§ Assignment
Your response should be a copy of each line in the listing below that includes the word "given".

§ Materials provided
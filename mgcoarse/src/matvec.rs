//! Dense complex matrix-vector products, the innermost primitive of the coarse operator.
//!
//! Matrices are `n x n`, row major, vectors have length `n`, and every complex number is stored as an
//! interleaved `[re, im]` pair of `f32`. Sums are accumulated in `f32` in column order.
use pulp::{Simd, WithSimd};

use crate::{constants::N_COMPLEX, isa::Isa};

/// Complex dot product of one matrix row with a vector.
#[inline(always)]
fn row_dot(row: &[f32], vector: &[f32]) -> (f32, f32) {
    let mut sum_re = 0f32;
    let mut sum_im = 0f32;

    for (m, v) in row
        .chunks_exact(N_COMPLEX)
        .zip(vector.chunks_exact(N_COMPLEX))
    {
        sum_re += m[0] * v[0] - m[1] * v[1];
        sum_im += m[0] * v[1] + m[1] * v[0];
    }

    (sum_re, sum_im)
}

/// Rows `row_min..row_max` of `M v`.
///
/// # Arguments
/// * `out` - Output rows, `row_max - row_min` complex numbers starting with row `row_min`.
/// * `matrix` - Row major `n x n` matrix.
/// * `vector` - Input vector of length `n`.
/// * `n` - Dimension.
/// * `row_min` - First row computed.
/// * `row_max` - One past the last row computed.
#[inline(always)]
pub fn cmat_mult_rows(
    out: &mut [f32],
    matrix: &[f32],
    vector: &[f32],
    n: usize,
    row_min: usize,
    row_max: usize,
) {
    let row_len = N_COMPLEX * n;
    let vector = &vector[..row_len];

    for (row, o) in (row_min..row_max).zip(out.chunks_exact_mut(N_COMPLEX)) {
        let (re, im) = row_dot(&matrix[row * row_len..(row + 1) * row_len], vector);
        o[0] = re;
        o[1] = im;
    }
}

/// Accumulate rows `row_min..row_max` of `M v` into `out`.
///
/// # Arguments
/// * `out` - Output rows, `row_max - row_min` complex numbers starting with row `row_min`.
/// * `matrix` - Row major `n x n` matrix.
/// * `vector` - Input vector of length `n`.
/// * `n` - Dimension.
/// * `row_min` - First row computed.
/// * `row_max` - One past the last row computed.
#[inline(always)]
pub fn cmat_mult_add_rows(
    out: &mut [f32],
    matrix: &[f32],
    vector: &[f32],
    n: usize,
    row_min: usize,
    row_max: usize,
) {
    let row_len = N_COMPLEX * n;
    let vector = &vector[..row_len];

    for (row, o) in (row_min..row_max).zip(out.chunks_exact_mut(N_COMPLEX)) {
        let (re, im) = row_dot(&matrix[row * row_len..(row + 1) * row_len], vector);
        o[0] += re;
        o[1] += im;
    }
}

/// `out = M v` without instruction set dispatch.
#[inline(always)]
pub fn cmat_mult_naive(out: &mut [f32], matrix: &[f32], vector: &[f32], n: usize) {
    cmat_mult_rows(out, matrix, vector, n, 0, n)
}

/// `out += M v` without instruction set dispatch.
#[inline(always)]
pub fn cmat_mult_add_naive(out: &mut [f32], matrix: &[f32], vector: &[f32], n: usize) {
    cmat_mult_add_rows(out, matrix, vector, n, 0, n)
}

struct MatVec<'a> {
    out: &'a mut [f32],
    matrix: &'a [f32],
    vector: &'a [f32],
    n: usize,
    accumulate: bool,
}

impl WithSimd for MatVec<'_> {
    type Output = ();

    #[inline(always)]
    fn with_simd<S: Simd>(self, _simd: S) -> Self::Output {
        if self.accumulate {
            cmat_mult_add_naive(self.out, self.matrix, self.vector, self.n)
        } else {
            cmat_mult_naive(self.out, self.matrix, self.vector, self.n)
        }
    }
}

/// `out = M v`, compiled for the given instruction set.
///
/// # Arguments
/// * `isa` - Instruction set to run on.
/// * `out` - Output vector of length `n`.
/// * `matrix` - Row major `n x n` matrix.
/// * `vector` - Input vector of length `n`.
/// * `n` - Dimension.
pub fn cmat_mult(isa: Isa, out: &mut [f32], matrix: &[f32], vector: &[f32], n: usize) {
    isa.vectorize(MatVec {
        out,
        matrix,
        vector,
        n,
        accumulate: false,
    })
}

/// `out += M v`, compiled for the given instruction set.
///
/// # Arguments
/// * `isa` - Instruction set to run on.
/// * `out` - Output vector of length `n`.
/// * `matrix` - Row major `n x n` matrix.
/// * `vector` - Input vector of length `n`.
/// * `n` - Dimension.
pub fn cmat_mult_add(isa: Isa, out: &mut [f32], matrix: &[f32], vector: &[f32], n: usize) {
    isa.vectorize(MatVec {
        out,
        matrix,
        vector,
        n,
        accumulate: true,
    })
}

§ Response
/// `out = M v`, compiled for the given instruction set.
/// `out += M v`, compiled for the given instruction set.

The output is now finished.